Some Koreans would have welcomed chaos, they were so impatient to get the slate wiped clean for independence. They were bound to be disillusioned by American insistence on retaining the forms of government, and by the Army's slow-motion progress. That is passing. Koreans have replaced almost all the hated Japanese police, and those who remain (as sources of information) are kept out of sight.
The Russians Again.
The Japs organized this country thoroughly: the south was the rice bowl, the north was the workshop (see map). Together the two parts formed a working economic entity; separated they are simply out of gear. The split along the 38th parallel is Korea's biggest, most galling problem. The border isn't closed, but no shipments are coming over.
The Russians are businesslike in occupying what was enemy territory.
Their attitude toward civilians is: "Give us what we want and keep the hell out of our way." They brought fine weapons but few supplies, and they are living off the country. That probably stimulates the impression of widespread looting. Optimists say the Russians are rough because they don't intend to stay. Pessimists say the Americans will throw up the game and pull out, leaving all the Orient to the Russians.
Economics & Rice.
This peninsula's capital plant has been worn out by Jap exploitation and the drain of war. Machinery is falling apart, roads are knocked to rubble. Industry is at a standstill —laborers won't work for the former owners, and wage ceilings are too low.
Quickie strikes abound, and an Army officer recently complained that the holidaying Koreans had thought up a Fifth Freedom — freedom from work. Absentee ism can easily be overcome, but raw materials must come from the north (again, the 38th parallel).
A bumper rice crop is coming up — the only bright spot I see in the coming winter of privation. The dipsy-doodle price of rice shows how values have changed. It shot to 280 yen per bushel in the Japs' latter days. At the end, hoarded stocks were dumped. The price fell to 28 yen (briefly) and by now is back to 100 to 120 yen on the black market. The Army has set a military exchange rate of 15 yen to the dollar. But 25 or 30 would be more realistic.
Korea today has almost no politics, and legions of politicians. Seventy-odd parties stepped up to be counted at General Hodge's request. The best guess is that they will shake down to three: 1) a "democratic" party, conservative and nationalist; 2) an extreme left-wing party, Communist-dominated ; 3) a middle or pinkish party, claiming a position comparable to Labor's in Britain.
All parties are for independence, nationalism, turning the Jap rascals out. Where they differ is on methodology, nationalizing industry, and on local issues. After years of political frustration there are few strong personalities. One is plump, man-of -good-will Woon Heung Lyuh (pronounced Yuh), 60, head of the provisional commission for rebuilding Korea, nucleus of party No. 3. He is out of circulation at the moment (it appears there were a couple of fist fights). Lyuh told me he wants to set all good Koreans — Communists included — help the reconstruction.
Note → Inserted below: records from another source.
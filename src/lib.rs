//! # docweave
//!
//! Concurrent task-dispatch engine for building documentation bundles.
//!
//! ## Design Philosophy
//!
//! docweave is designed to be:
//! - **Bounded** - Every phase runs on a worker pool with a hard concurrency limit
//! - **Explicit about failure** - Fail-fast and fault-tolerant execution are chosen per queue
//! - **Cancellation-aware** - One [`Context`] stops a whole build and reports why
//! - **Library-first** - No CLI, purely a Rust crate for embedding
//!
//! ## Building blocks
//!
//! - [`TaskQueue`] - fixed worker pool over a bounded buffer, fed while a phase runs
//! - [`Backend`] - adaptive pool for a known batch, scaling between min and max workers
//! - [`Worker`] - the one-task contract shared by both
//! - [`Reactor`] - wires documents, downloads and link validation into one build
//!
//! ## Quick Start
//!
//! ```no_run
//! use docweave::{Backend, Context, WorkerFn};
//! use std::time::Duration;
//!
//! #[tokio::main]
//! async fn main() -> Result<(), Box<dyn std::error::Error>> {
//!     let backend = Backend::new(2, 16, WorkerFn::new(|_ctx: Context, page: String| async move {
//!         tracing::info!(%page, "rendering");
//!         Ok(())
//!     }))?;
//!
//!     let ctx = Context::background().with_timeout(Duration::from_secs(60));
//!     backend.dispatch(&ctx, vec!["index.md".to_string(), "guide.md".to_string()]).await?;
//!     Ok(())
//! }
//! ```

#![warn(missing_docs)]
#![warn(clippy::all)]
#![warn(clippy::unwrap_used)]
#![warn(clippy::expect_used)]

/// Configuration types
pub mod config;
/// Cancellation and deadlines
pub mod context;
/// Adaptive batch dispatcher
pub mod dispatch;
/// Error types
pub mod error;
/// Shared HTTP helpers
pub mod http;
/// Request metrics
pub mod metrics;
/// Documentation tree
pub mod node;
/// Fixed-size task queue
pub mod queue;
/// Build orchestration
pub mod reactor;
/// Resource handlers and readers
pub mod registry;
/// HTTP retry policy for link validation
pub mod retry;
/// Worker contract
pub mod worker;
/// Concrete workers
pub mod workers;
/// Output writers
pub mod writers;

// Re-export commonly used types
pub use config::{Config, HttpConfig, ResourceConfig, ValidationConfig, WorkersConfig};
pub use context::Context;
pub use dispatch::Backend;
pub use error::{ContextError, Error, ResourceError, Result, WorkerError};
pub use metrics::RequestMetrics;
pub use node::Node;
pub use queue::{QueueController, QueueStats, TaskQueue};
pub use reactor::{BuildServices, Reactor};
pub use registry::{GenericReader, HandlerRegistry, HttpResourceHandler, Reader, Registry, ResourceHandler};
pub use worker::{Worker, WorkerFn};
pub use writers::{DryRunWriter, FsWriter, Writer};

/// Run a build that is canceled on a termination signal
///
/// Waits for the build to finish, or for Ctrl+C (and SIGTERM on Unix), in which
/// case the build context is canceled and the build reports
/// [`ContextError::Canceled`]. Canceling `ctx` ends the build the same way.
///
/// # Example
///
/// ```no_run
/// use docweave::{Config, Context, FsWriter, HandlerRegistry, Node, Reactor, run_with_shutdown};
/// use docweave::workers::LinkReconciler;
/// use std::sync::Arc;
///
/// # struct Passthrough;
/// # #[async_trait::async_trait]
/// # impl LinkReconciler for Passthrough {
/// #     async fn reconcile_links(&self, _ctx: &Context, _node: &Node, _source: &str, bytes: Vec<u8>) -> docweave::Result<Vec<u8>> { Ok(bytes) }
/// # }
/// #[tokio::main]
/// async fn main() -> Result<(), Box<dyn std::error::Error>> {
///     let config = Config::default();
///     let registry = Arc::new(HandlerRegistry::from_config(&config.http, &config.resources)?);
///     let reactor = Reactor::new(
///         config.clone(),
///         registry,
///         Arc::new(FsWriter::new(&config.resources.destination_path)),
///         Arc::new(FsWriter::new(&config.resources.resources_path)),
///     );
///
///     let structure = vec![Arc::new(Node::new("index.md").with_source("https://example.com/README.md"))];
///     run_with_shutdown(&reactor, &Context::background(), &structure, |_services| {
///         Arc::new(Passthrough) as Arc<dyn LinkReconciler>
///     })
///     .await?;
///     Ok(())
/// }
/// ```
pub async fn run_with_shutdown<F>(
    reactor: &Reactor,
    ctx: &Context,
    structure: &[std::sync::Arc<Node>],
    reconciler_factory: F,
) -> Result<()>
where
    F: FnOnce(BuildServices) -> std::sync::Arc<dyn workers::LinkReconciler>,
{
    run_until(reactor, ctx, structure, reconciler_factory, shutdown_signal()).await
}

/// Run a build that is canceled when `shutdown` completes
async fn run_until<F, S>(
    reactor: &Reactor,
    ctx: &Context,
    structure: &[std::sync::Arc<Node>],
    reconciler_factory: F,
    shutdown: S,
) -> Result<()>
where
    F: FnOnce(BuildServices) -> std::sync::Arc<dyn workers::LinkReconciler>,
    S: std::future::Future<Output = ()> + Send + 'static,
{
    let build_ctx = ctx.child();
    let watcher = tokio::spawn(cancel_on(build_ctx.clone(), shutdown));

    let result = reactor.run(&build_ctx, structure, reconciler_factory).await;

    // the build context is private to this call; canceling it releases the watcher
    build_ctx.cancel();
    if let Err(err) = watcher.await {
        tracing::debug!(error = %err, "shutdown watcher ended abnormally");
    }
    result
}

async fn cancel_on<S>(ctx: Context, shutdown: S)
where
    S: std::future::Future<Output = ()>,
{
    tokio::select! {
        _ = shutdown => {
            tracing::info!("termination signal received, canceling build");
            ctx.cancel();
        }
        _ = ctx.done() => {}
    }
}

/// Completes on Ctrl+C, or SIGTERM on Unix
///
/// A handler that cannot be installed never fires.
async fn shutdown_signal() {
    let interrupt = async {
        if let Err(err) = tokio::signal::ctrl_c().await {
            tracing::warn!(error = %err, "could not listen for Ctrl+C");
            std::future::pending::<()>().await;
        }
    };

    #[cfg(unix)]
    let terminate = async {
        match tokio::signal::unix::signal(tokio::signal::unix::SignalKind::terminate()) {
            Ok(mut sigterm) => {
                sigterm.recv().await;
            }
            Err(err) => {
                tracing::warn!(error = %err, "could not listen for SIGTERM");
                std::future::pending::<()>().await;
            }
        }
    };
    #[cfg(not(unix))]
    let terminate = std::future::pending::<()>();

    tokio::select! {
        _ = interrupt => {}
        _ = terminate => {}
    }
}
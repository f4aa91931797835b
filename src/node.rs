//! Documentation tree nodes and the depth-first task walk

use crate::workers::document::DocumentWorkTask;
use serde::{Deserialize, Serialize};
use std::collections::HashMap;
use std::sync::Arc;

/// One node of the documentation structure
///
/// A node with `sources` becomes a document whose content is the concatenation of
/// those sources; a node without sources is a container written with empty
/// content. `path` is the output directory of the node relative to the
/// destination root.
#[derive(Clone, Debug, Default, PartialEq, Serialize, Deserialize)]
pub struct Node {
    /// File name of the generated document
    pub name: String,
    /// Output directory relative to the destination root
    #[serde(default)]
    pub path: String,
    /// Content source URIs, concatenated in this order
    #[serde(default)]
    pub sources: Vec<String>,
    /// Child nodes
    #[serde(default)]
    pub nodes: Vec<Arc<Node>>,
    /// Free-form metadata handed to writers and processors
    #[serde(default)]
    pub properties: HashMap<String, serde_json::Value>,
}

impl Node {
    /// Node without sources or children
    pub fn new(name: impl Into<String>) -> Self {
        Self {
            name: name.into(),
            ..Default::default()
        }
    }

    /// Set the output directory
    #[must_use]
    pub fn with_path(mut self, path: impl Into<String>) -> Self {
        self.path = path.into();
        self
    }

    /// Append a content source
    #[must_use]
    pub fn with_source(mut self, source: impl Into<String>) -> Self {
        self.sources.push(source.into());
        self
    }

    /// Append a child node
    #[must_use]
    pub fn with_child(mut self, child: Node) -> Self {
        self.nodes.push(Arc::new(child));
        self
    }
}

/// Walk `nodes` depth-first, producing one document task per node
///
/// Parents come before their children and siblings keep their order.
pub fn tasks(nodes: &[Arc<Node>]) -> Vec<DocumentWorkTask> {
    let mut out = Vec::new();
    collect(nodes, &mut out);
    out
}

fn collect(nodes: &[Arc<Node>], out: &mut Vec<DocumentWorkTask>) {
    for node in nodes {
        out.push(DocumentWorkTask {
            node: Arc::clone(node),
        });
        collect(&node.nodes, out);
    }
}
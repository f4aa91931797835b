//! Request metrics
//!
//! [`RequestMetrics`] is the sink the HTTP worker reports to: a request counter,
//! an error counter, an in-flight up-down counter and a duration histogram, all
//! OpenTelemetry instruments created from one [`Meter`]. It is purely
//! observational; nothing in the crate reads it to make a decision.
//!
//! Without a configured meter provider the global meter is a no-op, so an
//! embedding application opts in by installing its own provider.

use opentelemetry::KeyValue;
use opentelemetry::metrics::{Counter, Histogram, Meter, UpDownCounter};
use std::fmt;
use std::time::Instant;

/// Instrumentation scope used by [`RequestMetrics::default`]
pub const METER_NAME: &str = "docweave";

/// Requests started
pub const REQUESTS_METRIC: &str = "docweave.http.requests";
/// Requests that ended in an error
pub const ERRORS_METRIC: &str = "docweave.http.errors";
/// Requests currently running
pub const IN_FLIGHT_METRIC: &str = "docweave.http.active_requests";
/// Request duration in seconds
pub const DURATION_METRIC: &str = "docweave.http.request.duration";

/// Request instruments shared by every worker of a phase
#[derive(Clone)]
pub struct RequestMetrics {
    requests: Counter<u64>,
    errors: Counter<u64>,
    in_flight: UpDownCounter<i64>,
    duration: Histogram<f64>,
}

impl fmt::Debug for RequestMetrics {
    fn fmt(&self, f: &mut fmt::Formatter<'_>) -> fmt::Result {
        f.debug_struct("RequestMetrics").finish_non_exhaustive()
    }
}

impl Default for RequestMetrics {
    /// Instruments on the global meter provider
    fn default() -> Self {
        Self::new(&opentelemetry::global::meter(METER_NAME))
    }
}

impl RequestMetrics {
    /// Create the instruments on `meter`
    pub fn new(meter: &Meter) -> Self {
        let requests = meter
            .u64_counter(REQUESTS_METRIC)
            .with_description("Total number of backend requests")
            .build();

        let errors = meter
            .u64_counter(ERRORS_METRIC)
            .with_description("Backend requests that failed (network, status or body limit)")
            .build();

        let in_flight = meter
            .i64_up_down_counter(IN_FLIGHT_METRIC)
            .with_description("Number of backend requests in flight")
            .build();

        let duration = meter
            .f64_histogram(DURATION_METRIC)
            .with_description("Backend request duration in seconds")
            .with_unit("s")
            .build();

        Self {
            requests,
            errors,
            in_flight,
            duration,
        }
    }

    /// Record the start of a request
    ///
    /// The returned guard decrements the in-flight counter and records the
    /// duration when dropped, so early returns are accounted for.
    pub fn start(&self) -> RequestTimer<'_> {
        self.requests.add(1, &[]);
        self.in_flight.add(1, &[]);
        RequestTimer {
            metrics: self,
            started: Instant::now(),
            failed: false,
        }
    }
}

/// Guard for one in-flight request
#[must_use = "dropping the timer immediately records a zero-length request"]
pub struct RequestTimer<'a> {
    metrics: &'a RequestMetrics,
    started: Instant,
    failed: bool,
}

impl RequestTimer<'_> {
    /// Mark the request as failed
    pub fn fail(&mut self) {
        self.failed = true;
    }
}

impl Drop for RequestTimer<'_> {
    fn drop(&mut self) {
        let outcome = if self.failed { "error" } else { "ok" };
        let labels = [KeyValue::new("outcome", outcome)];

        self.metrics
            .duration
            .record(self.started.elapsed().as_secs_f64(), &labels);
        self.metrics.in_flight.add(-1, &[]);
        if self.failed {
            self.metrics.errors.add(1, &[]);
        }
    }
}

/// In-memory meter provider for asserting on recorded values
#[cfg(test)]
pub(crate) mod testing {
    use super::*;
    use opentelemetry::metrics::MeterProvider as _;
    use opentelemetry_sdk::metrics::data::{Histogram, ResourceMetrics, Sum};
    use opentelemetry_sdk::metrics::{PeriodicReader, SdkMeterProvider};
    use opentelemetry_sdk::runtime;
    use opentelemetry_sdk::testing::metrics::InMemoryMetricExporter;

    /// Totals read back from the exporter
    #[derive(Debug, Default, PartialEq, Eq)]
    pub(crate) struct Recorded {
        pub requests: u64,
        pub errors: u64,
        pub in_flight: i64,
        pub observed: u64,
    }

    /// Meter provider exporting into memory on demand
    ///
    /// Must be created inside a multi-threaded tokio runtime.
    pub(crate) struct MetricsHarness {
        provider: SdkMeterProvider,
        exporter: InMemoryMetricExporter,
    }

    impl MetricsHarness {
        pub(crate) fn new() -> Self {
            let exporter = InMemoryMetricExporter::default();
            let reader = PeriodicReader::builder(exporter.clone(), runtime::Tokio).build();
            let provider = SdkMeterProvider::builder().with_reader(reader).build();
            Self { provider, exporter }
        }

        pub(crate) fn metrics(&self) -> RequestMetrics {
            RequestMetrics::new(&self.provider.meter(METER_NAME))
        }

        pub(crate) fn collect(&self) -> Recorded {
            self.provider.force_flush().unwrap();
            let exported = self.exporter.get_finished_metrics().unwrap();
            exported.last().map(totals).unwrap_or_default()
        }
    }

    fn totals(resource: &ResourceMetrics) -> Recorded {
        let mut recorded = Recorded::default();
        for metric in resource.scope_metrics.iter().flat_map(|s| s.metrics.iter()) {
            let data = metric.data.as_any();
            match metric.name.as_ref() {
                REQUESTS_METRIC => {
                    if let Some(sum) = data.downcast_ref::<Sum<u64>>() {
                        recorded.requests = sum.data_points.iter().map(|p| p.value).sum();
                    }
                }
                ERRORS_METRIC => {
                    if let Some(sum) = data.downcast_ref::<Sum<u64>>() {
                        recorded.errors = sum.data_points.iter().map(|p| p.value).sum();
                    }
                }
                IN_FLIGHT_METRIC => {
                    if let Some(sum) = data.downcast_ref::<Sum<i64>>() {
                        recorded.in_flight = sum.data_points.iter().map(|p| p.value).sum();
                    }
                }
                DURATION_METRIC => {
                    if let Some(histogram) = data.downcast_ref::<Histogram<f64>>() {
                        recorded.observed = histogram.data_points.iter().map(|p| p.count).sum();
                    }
                }
                _ => {}
            }
        }
        recorded
    }
}

// unwrap/expect are acceptable in tests for concise failure-on-error assertions
#[allow(clippy::unwrap_used, clippy::expect_used)]
#[cfg(test)]
mod tests {
    use super::testing::{MetricsHarness, Recorded};
    use super::*;

    #[tokio::test(flavor = "multi_thread", worker_threads = 1)]
    async fn timer_records_on_drop() {
        let harness = MetricsHarness::new();
        let metrics = harness.metrics();
        {
            let _timer = metrics.start();
        }
        {
            let mut timer = metrics.start();
            timer.fail();
        }

        assert_eq!(
            harness.collect(),
            Recorded {
                requests: 2,
                errors: 1,
                in_flight: 0,
                observed: 2,
            }
        );
    }

    #[tokio::test(flavor = "multi_thread", worker_threads = 1)]
    async fn running_request_counts_as_in_flight() {
        let harness = MetricsHarness::new();
        let metrics = harness.metrics();
        let _timer = metrics.start();

        let recorded = harness.collect();
        assert_eq!(recorded.requests, 1);
        assert_eq!(recorded.in_flight, 1);
        assert_eq!(recorded.observed, 0);
    }

    #[test]
    fn global_meter_without_provider_is_a_no_op() {
        let metrics = RequestMetrics::default();
        let mut timer = metrics.start();
        timer.fail();
    }
}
Song Chin Woo, a fiftyish editor with a long record in the secret nationalist movement, is remaining aloof from parties while things jell. Cho Mansik, called the Gandhi of Korea, is a Christian church elder whom the Russians reportedly brought out of retirement to head the municipal government of industrial Pyengyang. As for the long-exiled government at Chung king, some Koreans would welcome it as a ready-made instrument for wielding political power. More likely, its members will return as private individuals.
In Korean eyes the two tragedies of their country are that the Japanese were here from 1910 on, and the Russians are here now. Eventually the Koreans must solve the problem of transforming their schizoid country into a nation. Meanwhile it is our problem too, and what the U.S. does here in the next year or so will be the tip-off to our future role in the Orient.